Validation of a Multiplex PCR Assay for the Simultaneous Detection of Human Papillomavirus and Chlamydia trachomatis in Cervical PreservCyt Samples

Helen Keegan, Dublin Institute of Technology
Alison Malkin, Dublin Institute of Technology
Mairead Griffin, St James' Hospital
Fergus X. Ryan, Dublin Institute of Technology
Helen Lambkin, Dublin Institute of Technology

Document Type Article

Abstract

Chlamydia trachomatis is the most common sexually transmitted bacterium worldwide (1 ) and a leading cause of infertility in women (2 ). Human papillomaviruses (HPVs) are the most important single agent causing carcinoma of the uterine cervix (3 ).

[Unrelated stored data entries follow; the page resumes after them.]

//! Permission catalog

use crate::error::{RbacError, Result};
use crate::store::RbacStore;
use crate::types::{NewPermission, Permission, Role};
use std::sync::Arc;
use tracing::debug;

/// Catalog of permissions keyed by slug
#[derive(Clone)]
pub struct PermissionRegistry {
    store: Arc<dyn RbacStore>,
}

impl PermissionRegistry {
    pub fn new(store: Arc<dyn RbacStore>) -> Self {
        Self { store }
    }

    pub async fn find_by_slug(&self, slug: &str) -> Result<Option<Permission>> {
        self.store.find_permission(slug).await
    }

    /// Create a permission, failing with `DuplicateSlug` if the slug exists
    pub async fn create(
        &self,
        name: &str,
        slug: &str,
        description: Option<&str>,
    ) -> Result<Permission> {
        let permission = self
            .store
            .insert_permission(NewPermission::new(slug, name).with_description_opt(description))
            .await?;
        debug!(slug = %permission.slug, id = permission.id, "Permission created");
        Ok(permission)
    }

    /// Return the permission with this slug, creating it if absent
    pub async fn create_or_get(
        &self,
        slug: &str,
        name: &str,
        description: Option<&str>,
    ) -> Result<Permission> {
        let upserted = self
            .store
            .upsert_permission(NewPermission::new(slug, name).with_description_opt(description))
            .await?;
        if upserted.created {
            debug!(slug, "Permission created on demand");
        }
        Ok(upserted.into_inner())
    }

    pub async fn list(&self) -> Result<Vec<Permission>> {
        self.store.list_permissions().await
    }

    pub async fn count(&self) -> Result<u64> {
        self.store.count_permissions().await
    }

    /// Roles currently holding the permission
    pub async fn roles_with(&self, slug: &str) -> Result<Vec<Role>> {
        let permission = self
            .find_by_slug(slug)
            .await?
            .ok_or_else(|| RbacError::NotFound(format!("permission '{}'", slug)))?;
        self.store.permission_roles(permission.id).await
    }

    /// Delete one permission and its role grants
    pub async fn delete(&self, slug: &str) -> Result<bool> {
        let deleted = self.store.delete_permission(slug).await?;
        if deleted {
            debug!(slug, "Permission deleted");
        }
        Ok(deleted)
    }

    /// Delete every permission; returns the number of rows removed
    pub async fn delete_all(&self) -> Result<u64> {
        self.store.delete_all_permissions().await
    }
}
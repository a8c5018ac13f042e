//! RBAC benchmarks: derivation, permission checks and reconciliation

use criterion::{black_box, criterion_group, criterion_main, BenchmarkId, Criterion};
use rolegate_rbac::derive::{slugify, DerivedPermission};
use rolegate_rbac::{InMemoryStore, Rbac, RbacConfig, RoleDefinition};
use tokio::runtime::Runtime;

fn create_test_config(role_count: usize, permissions_per_role: usize) -> RbacConfig {
    (0..role_count).fold(RbacConfig::default(), |config, r| {
        let permissions = (0..permissions_per_role).map(|p| format!("action {} on resource {}", p, r));
        config.with_role(RoleDefinition::new(format!("role-{}", r)).with_permissions(permissions))
    })
}

fn bench_derivation(c: &mut Criterion) {
    c.bench_function("slugify", |b| {
        b.iter(|| slugify(black_box("Manage @Billing Accounts_for-Team users")))
    });

    c.bench_function("derive_permission", |b| {
        b.iter(|| DerivedPermission::from_identifier(black_box("create user"), None, None))
    });
}

fn bench_permission_check(c: &mut Criterion) {
    let rt = Runtime::new().unwrap();
    let mut group = c.benchmark_group("permission_check");

    for role_count in [1usize, 10, 50] {
        group.bench_with_input(
            BenchmarkId::new("roles", role_count),
            &role_count,
            |b, &count| {
                let rbac = rt.block_on(async {
                    let rbac = Rbac::new(InMemoryStore::new());
                    let config = create_test_config(count, 10);
                    rbac.reconciler().seed_roles(&config).await.unwrap();

                    let slugs: Vec<String> = (0..count).map(|r| format!("role-{}", r)).collect();
                    rbac.authorizer().user(1).sync_roles(&slugs[..]).await.unwrap();
                    rbac
                });

                let user = rbac.authorizer().user(1);
                // last permission of the last role: worst case for a scan
                let target = slugify(&format!("action 9 on resource {}", count - 1));

                b.to_async(&rt).iter(|| async {
                    let allowed = user.has_permission(black_box(&target)).await.unwrap();
                    black_box(allowed);
                });
            },
        );
    }

    group.finish();
}

fn bench_reconcile(c: &mut Criterion) {
    let rt = Runtime::new().unwrap();
    let mut group = c.benchmark_group("reconcile");
    group.sample_size(20);

    for role_count in [5usize, 25] {
        let config = create_test_config(role_count, 8);

        group.bench_with_input(
            BenchmarkId::new("sync_roles", role_count),
            &config,
            |b, config| {
                let rbac = Rbac::new(InMemoryStore::new());
                b.to_async(&rt).iter(|| async {
                    let report = rbac.reconciler().sync_roles(config).await.unwrap();
                    black_box(report);
                });
            },
        );
    }

    group.finish();
}

criterion_group!(benches, bench_derivation, bench_permission_check, bench_reconcile);
criterion_main!(benches);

Combined molecular screening for C. trachomatis and HPV could be justified given their propensity to cause asymptomatic infections, particularly in high-risk groups. Features of HPV infection of cells of the uterine cervix are traditionally reported by the Pap smear method (4 ). The introduction of liquid-based cytology, such as the ThinPrep® Pap TestTM, has had the effect of improving the sensitivity of conventional cytologic screening with the potential for HPV testing of residual cellular material in borderline or difficult cases (5–7 ). The US Food and Drug Administration (FDA) has recently cleared a hybrid capture-based system (HCII; Digene) for screening women over 30 years of age as an adjunct to Pap testing (8 ). Researchers have developed consensus primers for the detection of HPV DNA by PCR (9, 10). We developed and evaluated a multiplex PCR for the simultaneous detection of HPV and C. trachomatis from PreservCytTM (Thin- Prep) solution.